Former London Argos security guard Adama Barrow elected new president of Gambia

It is understood Mr Jammeh, who had previously vowed to rule for "a billion years", will be releasing a statement to concede leadership of the West African nation.

Mr Jammeh, who came to power in a coup in 1994, has conceded, said electoral commission chief Alieu Momar Njie.

Barrow had seven opposition parties unite behind his presidential-run.

Thursday's vote proceeded relatively peacefully, although the government closed the country's borders and shut off internet access and global calls.

Voting against Jammeh was a rare show of defiance against a leader human rights groups say routinely crushes dissent by imprisoning and torturing opponents.

According to him, he looks forward to a smooth transition of power and working with the incoming President of The Gambia to deepen existing cordial relations between both countries.

'It was unusual, and singular, to see Jammeh recognizing his electoral defeat, after having controlled Gambia for a long time, ' said Momarr Njai.

Mr Barrow, 51, who has never held political office, won Thursday's election with 45.5% of the vote.

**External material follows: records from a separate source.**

impl<P: PhraseRepository + ?Sized> ProfileService<P> {
    pub fn new(client: Arc<dyn LlmClient>, phrases: Arc<P>) -> Self {
        Self::with_options(client, phrases, ProfileOptions::default())
    }

    pub fn with_options(client: Arc<dyn LlmClient>, phrases: Arc<P>, options: ProfileOptions) -> Self {
        Self {
            client,
            phrases,
            options,
        }
    }

    pub fn options(&self) -> &ProfileOptions {
        &self.options
    }

    #[instrument(name = "analyze", skip(self, text), fields(provider = %self.client.provider(), input_len = text.len()))]
    pub async fn analyze(&self, text: &str) -> Result<AnalysisReport, ServiceError> {
        let text = non_empty(text)?;
        let detector = self.detector().await?;
        let raw = self
            .call(prompts::analysis(text, self.options.max_input_chars))
            .await?;

        let (extracted, score_source) = score_or_fallback(&raw, self.options.analysis_fallback);
        let adjustment = detector.adjust(text, extracted, &self.options.heuristics);
        let sections = split_sections(&raw);
        let summary = sections
            .iter()
            .find(|s| {
                s.title
                    .as_deref()
                    .map_or(false, |t| t.to_ascii_lowercase().starts_with("summary"))
            })
            .or_else(|| sections.first())
            .map(|s| s.body.clone())
            .filter(|body| !body.is_empty());
        info!(score = adjustment.score, extracted, "analysis complete");

        Ok(AnalysisReport {
            provider: self.client.provider(),
            score: adjustment.score,
            score_source,
            adjustment,
            summary,
            sections,
            cleaned: clean_markdown(&raw),
            raw_response: raw,
            input_chars: text.chars().count(),
        })
    }

    #[instrument(name = "originality", skip(self, text), fields(provider = %self.client.provider(), input_len = text.len()))]
    pub async fn originality(&self, text: &str) -> Result<OriginalityReport, ServiceError> {
        let text = non_empty(text)?;
        let detector = self.detector().await?;
        let raw = self
            .call(prompts::originality(text, self.options.max_input_chars))
            .await?;

        let dimensions: Vec<DimensionScore> = ORIGINALITY_DIMENSIONS
            .iter()
            .map(|name| match extract_labelled_score(&raw, name) {
                Some(score) => DimensionScore {
                    name: name.to_string(),
                    score,
                    source: ScoreSource::Extracted {
                        pattern: "labelled".into(),
                    },
                },
                None => DimensionScore {
                    name: name.to_string(),
                    score: self.options.originality_fallback.min(100),
                    source: ScoreSource::Fallback,
                },
            })
            .collect();
        let mean = average(dimensions.iter().map(|d| d.score));
        let adjustment = detector.adjust(text, mean, &self.options.heuristics);
        info!(overall = adjustment.score, mean, "originality complete");

        Ok(OriginalityReport {
            provider: self.client.provider(),
            dimensions,
            overall: adjustment.score,
            adjustment,
            cleaned: clean_markdown(&raw),
            raw_response: raw,
        })
    }

    #[instrument(name = "compare", skip_all, fields(provider = %self.client.provider(), a_len = document_a.len(), b_len = document_b.len()))]
    pub async fn compare(
        &self,
        document_a: &str,
        document_b: &str,
    ) -> Result<ComparisonReport, ServiceError> {
        let document_a = non_empty(document_a)?;
        let document_b = non_empty(document_b)?;
        let detector = self.detector().await?;
        let raw = self
            .call(prompts::comparison(
                document_a,
                document_b,
                self.options.max_input_chars,
            ))
            .await?;

        let score_document = |label: &str, text: &str| {
            let (extracted, source) =
                match extract_labelled_score(&raw, &format!("Document {label}")) {
                    Some(score) => (
                        score,
                        ScoreSource::Extracted {
                            pattern: "labelled".into(),
                        },
                    ),
                    None => (self.options.analysis_fallback.min(100), ScoreSource::Fallback),
                };
            let adjustment = detector.adjust(text, extracted, &self.options.heuristics);
            DocumentScore {
                label: label.to_string(),
                score: adjustment.score,
                source,
                adjustment,
            }
        };
        let a = score_document("A", document_a);
        let b = score_document("B", document_b);
        let winner = ComparisonWinner::from_scores(a.score, b.score);
        info!(a = a.score, b = b.score, ?winner, "comparison complete");

        Ok(ComparisonReport {
            provider: self.client.provider(),
            document_a: a,
            document_b: b,
            winner,
            cleaned: clean_markdown(&raw),
            raw_response: raw,
        })
    }

    #[instrument(name = "detect_ai", skip(self, text), fields(provider = %self.client.provider(), input_len = text.len()))]
    pub async fn detect_ai(&self, text: &str) -> Result<DetectionReport, ServiceError> {
        let text = non_empty(text)?;
        let raw = self
            .call(prompts::ai_detection(text, self.options.max_input_chars))
            .await?;

        let (ai_probability, source) = if let Some(p) = extract_percentage(&raw, AI_PROBABILITY_LABEL) {
            (
                p,
                ScoreSource::Extracted {
                    pattern: "percentage".into(),
                },
            )
        } else if let Some(p) = extract_labelled_score(&raw, AI_PROBABILITY_LABEL) {
            (
                p,
                ScoreSource::Extracted {
                    pattern: "labelled".into(),
                },
            )
        } else {
            (self.options.detection_fallback.min(100), ScoreSource::Fallback)
        };
        let verdict = DetectionVerdict::from_probability(ai_probability);
        info!(ai_probability, ?verdict, "detection complete");

        Ok(DetectionReport {
            provider: self.client.provider(),
            ai_probability,
            source,
            verdict,
            cleaned: clean_markdown(&raw),
            raw_response: raw,
        })
    }

    #[instrument(name = "rewrite", skip(self, text, instructions), fields(provider = %self.client.provider(), input_len = text.len()))]
    pub async fn rewrite(
        &self,
        text: &str,
        instructions: &str,
    ) -> Result<RewriteResult, ServiceError> {
        let text = non_empty(text)?;
        let instructions = instructions.trim();
        if instructions.is_empty() {
            return Err(ServiceError::EmptyInstructions);
        }
        let raw = self
            .call(prompts::rewrite(
                text,
                instructions,
                self.options.max_input_chars,
            ))
            .await?;
        let rewritten = clean_markdown(&raw);

        Ok(RewriteResult {
            provider: self.client.provider(),
            instructions: instructions.to_string(),
            original_chars: text.chars().count(),
            rewritten_chars: rewritten.chars().count(),
            text: rewritten,
            raw_response: raw,
        })
    }

    async fn call(&self, prompt: Prompt) -> Result<String, ServiceError> {
        let provider = self.client.provider();
        self.client.complete(&prompt).await.map_err(|err| {
            warn!(%provider, kind = ?prompt.kind, error = %format!("{err:#}"), "provider call failed");
            ServiceError::Unavailable {
                provider,
                message: format!("{err:#}"),
            }
        })
    }

    async fn detector(&self) -> Result<RedFlagDetector, ServiceError> {
        self.options
            .heuristics
            .validate()
            .map_err(|err| ServiceError::Configuration(err.to_string()))?;
        let phrases = self
            .phrases
            .load_phrases()
            .await
            .map_err(|err| ServiceError::Configuration(format!("{err:#}")))?;
        RedFlagDetector::new(phrases).map_err(|err| ServiceError::Configuration(format!("{err:#}")))
    }
}

fn non_empty(text: &str) -> Result<&str, ServiceError> {
    let trimmed = text.trim();
    if trimmed.is_empty() {
        return Err(ServiceError::EmptyInput);
    }
    Ok(trimmed)
}

fn average(scores: impl Iterator<Item = u8>) -> u8 {
    let (sum, count) = scores.fold((0u32, 0u32), |(sum, count), s| (sum + u32::from(s), count + 1));
    if count == 0 {
        return 0;
    }
    crate::parser::clamp_score(f64::from(sum) / f64::from(count))
}
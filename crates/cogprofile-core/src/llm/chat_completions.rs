use super::{send_with_retry, LlmClient, LlmSettings, ProviderKind, USER_AGENT};
use crate::prompts::Prompt;
use anyhow::{anyhow, bail, Context, Result};
use async_trait::async_trait;
use reqwest::Client;
use serde::{Deserialize, Serialize};
use std::time::Duration;
use tracing::instrument;

/// Client for the OpenAI-compatible chat-completions API shared by OpenAI,
/// Perplexity and DeepSeek.
#[derive(Debug, Clone)]
pub struct ChatCompletionsClient {
    http: Client,
    provider: ProviderKind,
    url: String,
    api_key: String,
    model: String,
    max_retries: u32,
}

struct VendorDefaults {
    label: &'static str,
    base: &'static str,
    path: &'static str,
    model: &'static str,
}

fn vendor_defaults(provider: ProviderKind) -> Result<VendorDefaults> {
    Ok(match provider {
        ProviderKind::OpenAi => VendorDefaults {
            label: "OpenAI",
            base: "https://api.openai.com",
            path: "/v1/chat/completions",
            model: "gpt-4o-mini",
        },
        ProviderKind::Perplexity => VendorDefaults {
            label: "Perplexity",
            base: "https://api.perplexity.ai",
            path: "/chat/completions",
            model: "sonar",
        },
        ProviderKind::DeepSeek => VendorDefaults {
            label: "DeepSeek",
            base: "https://api.deepseek.com",
            path: "/chat/completions",
            model: "deepseek-chat",
        },
        other => bail!("provider `{other}` does not speak the chat-completions protocol"),
    })
}

impl ChatCompletionsClient {
    pub fn new(settings: &LlmSettings) -> Result<Self> {
        let defaults = vendor_defaults(settings.provider)?;
        if settings.api_key.trim().is_empty() {
            bail!(
                "{} API key must be provided via {}",
                defaults.label,
                settings.provider.api_key_env().unwrap_or_default()
            );
        }
        let base = settings
            .endpoint
            .clone()
            .unwrap_or_else(|| defaults.base.to_string());
        let url = format!("{}{}", base.trim_end_matches('/'), defaults.path);
        let http = Client::builder()
            .user_agent(USER_AGENT)
            .timeout(Duration::from_secs(settings.timeout_secs.unwrap_or(60)))
            .build()
            .with_context(|| format!("failed to build {} HTTP client", defaults.label))?;
        Ok(Self {
            http,
            provider: settings.provider,
            url,
            api_key: settings.api_key.clone(),
            model: settings
                .model
                .clone()
                .unwrap_or_else(|| defaults.model.to_string()),
            max_retries: settings.max_retries,
        })
    }
}

#[async_trait]
impl LlmClient for ChatCompletionsClient {
    fn provider(&self) -> ProviderKind {
        self.provider
    }

    #[instrument(name = "chat_completion", skip_all, fields(provider = %self.provider, model = %self.model, kind = ?prompt.kind))]
    async fn complete(&self, prompt: &Prompt) -> Result<String> {
        let payload = ChatCompletionRequest {
            model: &self.model,
            messages: vec![
                ChatMessage {
                    role: "system",
                    content: &prompt.system,
                },
                ChatMessage {
                    role: "user",
                    content: &prompt.user,
                },
            ],
            temperature: prompt.temperature,
            max_tokens: prompt.max_tokens,
        };

        let label = vendor_defaults(self.provider)?.label;
        let response = send_with_retry(label, self.max_retries, || {
            self.http
                .post(&self.url)
                .bearer_auth(&self.api_key)
                .json(&payload)
        })
        .await?;

        let chat: ChatCompletionResponse = response
            .json()
            .await
            .with_context(|| format!("failed to parse {label} response"))?;
        chat.choices
            .into_iter()
            .find_map(|choice| choice.message.content)
            .filter(|content| !content.trim().is_empty())
            .ok_or_else(|| anyhow!("{label} response missing message content"))
    }
}

#[derive(Serialize)]
struct ChatCompletionRequest<'a> {
    model: &'a str,
    messages: Vec<ChatMessage<'a>>,
    temperature: f32,
    max_tokens: u32,
}

#[derive(Serialize)]
struct ChatMessage<'a> {
    role: &'static str,
    content: &'a str,
}

#[derive(Deserialize)]
struct ChatCompletionResponse {
    choices: Vec<ChatChoice>,
}

#[derive(Deserialize)]
struct ChatChoice {
    message: ChatResponseMessage,
}

#[derive(Deserialize)]
struct ChatResponseMessage {
    content: Option<String>,
}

No professional global observers were on the ground for the vote, diplomats confirmed, but a small team of African Union experts monitored events along with Banjul-based United States and European delegations already present in the country.

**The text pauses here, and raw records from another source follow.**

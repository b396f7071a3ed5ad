use pallenec::parser;

/// Parse and translate a source buffer. Translation needs only the
/// parse-time spans, so the fixed-point property can be exercised on the
/// plain-Lua output as well.
fn translate(source: &str) -> String {
    let parsed = parser::parse("test.pln", source).expect("source should parse");
    pallenec::translator::translate(source, &parsed.program, &parsed.comments)
}

#[test]
fn test_variable_annotation_whiteout() {
    assert_eq!(
        translate("local xs: integer = 10\n"),
        "local xs          = 10\n"
    );
}

#[test]
fn test_export_rewrites_to_local() {
    let output = translate("export function f() end\n");
    assert!(output.contains("local  function f() end"), "got: {output}");
    assert!(output.contains("return {\n    f = f,\n}\n"), "got: {output}");
}

#[test]
fn test_no_exports_appends_nothing() {
    let source = "local function f() end\n";
    assert_eq!(translate(source), source);
}

#[test]
fn test_non_stripped_bytes_are_identical() {
    let source = "function mean(a: float, b: float): float\n    return (a + b) / 2.0\nend\n";
    let output = translate(source);
    assert_eq!(source.len() + "return {\n    mean = mean,\n}\n".len(), output.len());
    for (index, (src, out)) in source.bytes().zip(output.bytes()).enumerate() {
        let in_annotation = matches!(index, 15..=21 | 25..=31 | 33..=39);
        if !in_annotation {
            assert_eq!(src, out, "byte {index} changed");
        }
    }
}

#[test]
fn test_stripped_bytes_preserve_line_geometry() {
    let source = "function f(): (integer,\n\tinteger) return 1, 2 end\n";
    let output = translate(source);
    assert_eq!(source.len() + "return {\n    f = f,\n}\n".len(), output.len());
    // the newline and tab inside the stripped annotation survive
    let annotation = &output[12..33];
    assert_eq!(annotation, " ".repeat(11) + "\n\t" + &" ".repeat(8));
    assert_eq!(source.matches('\n').count() + 3, output.matches('\n').count());
}

#[test]
fn test_cast_is_stripped() {
    let source = "local x = 10 as float\n";
    let output = translate(source);
    assert_eq!(output, "local x = 10         \n");
}

#[test]
fn test_typealias_and_record_are_whited_out() {
    let source = "typealias Ints = { integer }\nrecord P\n    x: float\nend\nlocal function f() end\n";
    let output = translate(source);
    let expected =
        "                            \n        \n            \n   \nlocal function f() end\n";
    assert_eq!(output, expected);
}

#[test]
fn test_comment_inside_stripped_span_is_preserved() {
    let source = "local x: --[[keep]] integer = 1\n";
    let output = translate(source);
    assert_eq!(output, "local x  --[[keep]]         = 1\n");
}

#[test]
fn test_translate_is_a_fixed_point() {
    let sources = [
        "local xs: integer = 10\n",
        "export function f() end\n",
        "function gcd(a: integer, b: integer): integer\n    if b == 0 then\n        return a\n    else\n        return gcd(b, a % b)\n    end\nend\n",
        "typealias Ints = { integer }\nexport n: integer = 3\n",
    ];
    for source in sources {
        let once = translate(source);
        let twice = translate(&once);
        assert_eq!(once, twice, "translator is not a fixed point on: {source}");
    }
}

#[test]
fn test_exports_in_declaration_order() {
    let source = "export function b() end\nexport function a() end\n";
    let output = translate(source);
    let b = output.find("    b = b,").unwrap();
    let a = output.find("    a = a,").unwrap();
    assert!(b < a, "exports must keep declaration order");
}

Born in Basse, Gambia in 1965, Barrow is a man of humble beginnings. he worked as a security guard in London for a couple of years before returning to his homeland in 2006 to set up his own business.

The biggest test of this ambition comes in three years' time: Barrow has pledged to step down by then to open up newly democratic Gambia's political space.

The Gambia, a tiny country with a population of fewer than two million, is surrounded on three sides by Senegal and has a short Atlantic coastline popular with European tourists.

Social media users were posting scenes of jubilation, as supporters of the opposition candidate took to the streets to celebrate.

Jammeh's defeat has been greeted with astonishment in The Gambia, where most people expected him to win.

A peaceful change of power in Gambia would be a welcome surprise for African democracy at a time when numerous continent's leaders have been rigging polls, fiddling with constitutions to extend their terms in office and cracking down on peaceful protest.